The PR does the following
1. gcr.io/distroless/static:nonroot does not allow us to run
bash scripts, since with available crd we are capturing the exit
via a bash script, moving to use
registry.access.redhat.com/ubi9/ubi-minimal as the base
2. remove caching only storageCluster crd
3. fix panic while logging

Signed-off-by: Rewant Soni <resoni@redhat.com>
---
 Dockerfile                                          |  2 +-
 .../ocs-client-operator.clusterserviceversion.yaml  | 13 ++++++++++++-
 cmd/main.go                                         |  5 -----
 config/rbac/role.yaml                               | 11 +++++++++++
 internal/controller/storageclaim_controller.go      |  1 +
 pkg/utils/predicates.go                             |  4 ++--
 6 files changed, 27 insertions(+), 9 deletions(-)

diff --git a/Dockerfile b/Dockerfile
index de14b4db..86936536 100644
--- a/Dockerfile
+++ b/Dockerfile
@@ -24,7 +24,7 @@ RUN make go-build
 
 # Use distroless as minimal base image to package the manager binary
 # Refer to https://github.com/GoogleContainerTools/distroless for more details
-FROM gcr.io/distroless/static:nonroot
+FROM registry.access.redhat.com/ubi9/ubi-minimal
 WORKDIR /
 COPY --from=builder /workspace/bin/manager .
 COPY --from=builder /workspace/bin/status-reporter .
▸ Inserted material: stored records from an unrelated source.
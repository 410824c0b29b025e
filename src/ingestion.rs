use std::io::Read;
use std::pin::Pin;

use futures::stream::{self, Stream};
use serde::Deserialize;

use crate::domain::{AccountId, Error, GameKind, Money, Outcome, OutcomeResult, Timestamp};

/// One ledger operation read from a replay file.
#[derive(Debug, Clone, PartialEq)]
pub enum LedgerCommand {
    Open { account: AccountId },
    Play { account: AccountId, outcome: Outcome },
    TopUp { account: AccountId, amount: Money },
    Evict,
    Sweep,
}

#[derive(Debug, Clone, PartialEq)]
pub struct ScheduledCommand {
    pub line: u64,
    pub at: Timestamp,
    pub command: LedgerCommand,
}

/// A row that could not be turned into a command.
#[derive(Debug)]
pub struct RejectedRow {
    pub line: u64,
    pub error: Error,
}

pub trait CommandStream {
    type Commands: Stream<Item = Result<ScheduledCommand, RejectedRow>> + Send + Unpin + 'static;
    fn stream(&mut self) -> Self::Commands;
}

pub struct CsvReader<R: Read> {
    reader: Option<csv::Reader<R>>,
}

impl<R: Read> CsvReader<R> {
    pub fn new(reader: R) -> Self {
        let rdr = csv::ReaderBuilder::new()
            .trim(csv::Trim::All)
            .flexible(true)
            .from_reader(reader);

        Self { reader: Some(rdr) }
    }
}

/// Internal shape used only for CSV deserialization.
/// `amount` is the stake of a play or the credit of a top-up; `payout` is
/// what a winning play pays back.
#[derive(Debug, Deserialize)]
struct CsvRow {
    #[serde(rename = "type")]
    kind: String,
    account: Option<String>,
    at: u64,
    game: Option<String>,
    result: Option<String>,
    // Kept as text: csv would otherwise infer a lossy f64.
    amount: Option<String>,
    payout: Option<String>,
}

fn money_column(raw: Option<&str>, column: &str) -> Result<Option<Money>, Error> {
    raw.map(|text| {
        Money::from_decimal_str(text)
            .ok_or_else(|| Error::Ingestion(format!("invalid {}: {:?}", column, text)))
    })
    .transpose()
}

impl CsvRow {
    fn account(&self) -> Result<AccountId, Error> {
        match self.account.as_deref() {
            Some(id) if !id.is_empty() => Ok(AccountId::new(id)),
            _ => Err(Error::Ingestion(format!("{} row needs an account", self.kind))),
        }
    }

    fn into_command(self) -> Result<LedgerCommand, Error> {
        let kind = self.kind.trim().to_ascii_lowercase();
        let command = match kind.as_str() {
            "open" => LedgerCommand::Open {
                account: self.account()?,
            },
            "play" => {
                let account = self.account()?;
                let game: GameKind = self.game.as_deref().unwrap_or_default().parse()?;
                let result: OutcomeResult = self
                    .result
                    .as_deref()
                    .ok_or_else(|| Error::Ingestion("play row needs a result".to_string()))?
                    .parse()?;
                let bet = money_column(self.amount.as_deref(), "amount")?.unwrap_or(Money::ZERO);
                let win = money_column(self.payout.as_deref(), "payout")?.unwrap_or(Money::ZERO);
                LedgerCommand::Play {
                    account,
                    outcome: Outcome::new(game, result, bet, win),
                }
            }
            "topup" => LedgerCommand::TopUp {
                account: self.account()?,
                amount: money_column(self.amount.as_deref(), "amount")?
                    .ok_or_else(|| Error::Ingestion("topup row needs an amount".to_string()))?,
            },
            "evict" => LedgerCommand::Evict,
            "sweep" => LedgerCommand::Sweep,
            other => {
                return Err(Error::Ingestion(format!("Invalid command type: {}", other)));
            }
        };
        Ok(command)
    }
}

impl<R: Read + Send + 'static> CommandStream for CsvReader<R> {
    type Commands = Pin<Box<dyn Stream<Item = Result<ScheduledCommand, RejectedRow>> + Send>>;

    fn stream(&mut self) -> Self::Commands {
        // Already consumed: nothing left to replay.
        let Some(reader) = self.reader.take() else {
            return Box::pin(stream::iter(Vec::<Result<ScheduledCommand, RejectedRow>>::new()));
        };

        let iter = reader
            .into_deserialize::<CsvRow>()
            .enumerate()
            .map(|(idx, row_res)| -> Result<ScheduledCommand, RejectedRow> {
                // header is line 1
                let line = idx as u64 + 2;
                let reject = |error| RejectedRow { line, error };
                let row = row_res.map_err(|e| {
                    reject(Error::Ingestion(format!("CSV deserialization error: {}", e)))
                })?;
                let at = Timestamp::from_secs(row.at);
                let command = row.into_command().map_err(|e| match e {
                    Error::Ingestion(_) => reject(e),
                    other => reject(Error::Ingestion(other.to_string())),
                })?;
                Ok(ScheduledCommand { line, at, command })
            });

        Box::pin(stream::iter(iter))
    }
}

#[cfg(test)]
mod tests {
    use super::*;
    use futures::StreamExt;

    #[tokio::test]
    async fn parses_every_command_type() {
        let input = "type, account, at, game, result, amount, payout\n\
                     open, alice, 0,,,,\n\
                     play, alice, 5, dice, win, 10, 25.5\n\
                     topup, alice, 6,,, 150,\n\
                     evict,, 7,,,,\n\
                     sweep,, 8,,,,\n";
        let mut reader = CsvReader::new(input.as_bytes());
        let rows: Vec<_> = reader.stream().collect().await;
        let rows: Vec<ScheduledCommand> = rows.into_iter().map(Result::unwrap).collect();

        assert_eq!(rows.len(), 5);
        assert_eq!(rows[0].command, LedgerCommand::Open { account: "alice".into() });
        assert_eq!(rows[1].at, Timestamp::from_secs(5));
        assert_eq!(rows[1].line, 3);
        match &rows[1].command {
            LedgerCommand::Play { outcome, .. } => {
                assert_eq!(outcome.game, GameKind::Dice);
                assert_eq!(outcome.bet, Money::from_major(10));
                assert_eq!(outcome.win, Money(255_000));
            }
            other => panic!("unexpected command {:?}", other),
        }
        assert_eq!(
            rows[2].command,
            LedgerCommand::TopUp {
                account: "alice".into(),
                amount: Money::from_major(150)
            }
        );
        assert_eq!(rows[3].command, LedgerCommand::Evict);
        assert_eq!(rows[4].command, LedgerCommand::Sweep);

        // consumed
        assert!(reader.stream().next().await.is_none());
    }

    #[tokio::test]
    async fn bad_rows_surface_as_ingestion_errors() {
        let input = "type, account, at, game, result, amount, payout\n\
                     bet, alice, 0,,,,\n\
                     play,, 1, dice, win, 1, 1\n\
                     play, bob, 2, dice, maybe, 1,\n";
        let rows: Vec<_> = CsvReader::new(input.as_bytes()).stream().collect().await;
        assert_eq!(rows.len(), 3);
        let lines: Vec<u64> = rows
            .iter()
            .map(|r| match r {
                Err(RejectedRow {
                    line,
                    error: Error::Ingestion(_),
                }) => *line,
                other => panic!("expected ingestion error, got {:?}", other),
            })
            .collect();
        assert_eq!(lines, vec![2, 3, 4]);
    }

    #[tokio::test]
    async fn amounts_are_read_exactly() {
        let input = "type, account, at, game, result, amount, payout\n\
                     topup, alice, 0,,, 900000000000000.0001,\n\
                     play, alice, 1, slots, win, 0.00015, 123456789012345.6789\n\
                     topup, alice, 2,,, 1e3,\n";
        let rows: Vec<_> = CsvReader::new(input.as_bytes()).stream().collect().await;

        match &rows[0] {
            Ok(ScheduledCommand {
                command: LedgerCommand::TopUp { amount, .. },
                ..
            }) => assert_eq!(*amount, Money(9_000_000_000_000_000_001)),
            other => panic!("unexpected row {:?}", other),
        }
        match &rows[1] {
            Ok(ScheduledCommand {
                command: LedgerCommand::Play { outcome, .. },
                ..
            }) => {
                // 0.00015 rounds half to even
                assert_eq!(outcome.bet, Money(2));
                assert_eq!(outcome.win, Money(1_234_567_890_123_456_789));
            }
            other => panic!("unexpected row {:?}", other),
        }
        assert!(matches!(&rows[2], Err(RejectedRow { line: 4, .. })));
    }
}
use std::time::Duration;

use crate::domain::{AccountId, Money};

#[derive(Debug, thiserror::Error)]
pub enum Error {
    #[error(transparent)]
    IO(#[from] std::io::Error),

    #[error("Ingestion failed with: {0}")]
    Ingestion(String),

    #[error("Invalid configuration: {0}")]
    Config(String),

    #[error("Store failed with: {0}")]
    Store(String),

    #[error("Account {0} not found")]
    AccountNotFound(AccountId),

    #[error("Account {0} already exists")]
    AccountExists(AccountId),

    #[error("Insufficient balance for account {account}: required {required}, available {available}")]
    InsufficientBalance {
        account: AccountId,
        required: Money,
        available: Money,
    },

    #[error("Free play cooldown active for account {account}: {}s remaining", .remaining.as_secs())]
    FreePlayCooldownActive {
        account: AccountId,
        remaining: Duration,
    },

    #[error("Account {account} cannot win real money in free play (attempted {winnings})")]
    FreePlayNoRealWinnings { account: AccountId, winnings: Money },

    #[error("Transaction on account {account} kept conflicting after {attempts} attempts")]
    TransactionConflict { account: AccountId, attempts: u32 },

    #[error("Invalid outcome: {0}")]
    InvalidOutcomeInput(String),
}

impl Error {
    /// Stable tag for callers that translate errors into user-facing messages.
    pub fn kind(&self) -> &'static str {
        match self {
            Error::IO(_) => "io",
            Error::Ingestion(_) => "ingestion",
            Error::Config(_) => "config",
            Error::Store(_) => "store",
            Error::AccountNotFound(_) => "account_not_found",
            Error::AccountExists(_) => "account_exists",
            Error::InsufficientBalance { .. } => "insufficient_balance",
            Error::FreePlayCooldownActive { .. } => "free_play_cooldown_active",
            Error::FreePlayNoRealWinnings { .. } => "free_play_no_real_winnings",
            Error::TransactionConflict { .. } => "transaction_conflict",
            Error::InvalidOutcomeInput(_) => "invalid_outcome_input",
        }
    }

    pub fn invalid(msg: impl Into<String>) -> Self {
        Error::InvalidOutcomeInput(msg.into())
    }
}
diff --git a/bundle/manifests/ocs-client-operator.clusterserviceversion.yaml b/bundle/manifests/ocs-client-operator.clusterserviceversion.yaml
index 39deab88..77cf24ad 100644
--- a/bundle/manifests/ocs-client-operator.clusterserviceversion.yaml
+++ b/bundle/manifests/ocs-client-operator.clusterserviceversion.yaml
@@ -7,7 +7,7 @@ metadata:
     categories: Storage
     console.openshift.io/plugins: '["odf-client-console"]'
     containerImage: quay.io/ocs-dev/ocs-client-operator:latest
-    createdAt: "2024-10-07T10:43:06Z"
+    createdAt: "2024-10-14T12:21:27Z"
     description: OpenShift Data Foundation client operator enables consumption of
       storage services from a remote centralized OpenShift Data Foundation provider
       cluster.
@@ -326,6 +326,17 @@ spec:
           - list
           - update
           - watch
+        - apiGroups:
+          - ramendr.openshift.io
+          resources:
+          - drclusterconfigs
+          verbs:
+          - create
+          - delete
+          - get
+          - list
+          - update
+          - watch
         - apiGroups:
           - security.openshift.io
           resources:
diff --git a/cmd/main.go b/cmd/main.go
index 1df18300..f9f2d91d 100644
--- a/cmd/main.go
+++ b/cmd/main.go
@@ -104,7 +104,6 @@ func main() {
 
 	ctrl.SetLogger(zap.New(zap.UseFlagOptions(&opts)))
 
-	storageclustersSelector := fields.SelectorFromSet(fields.Set{"metadata.name": "storageclusters.ocs.openshift.io"})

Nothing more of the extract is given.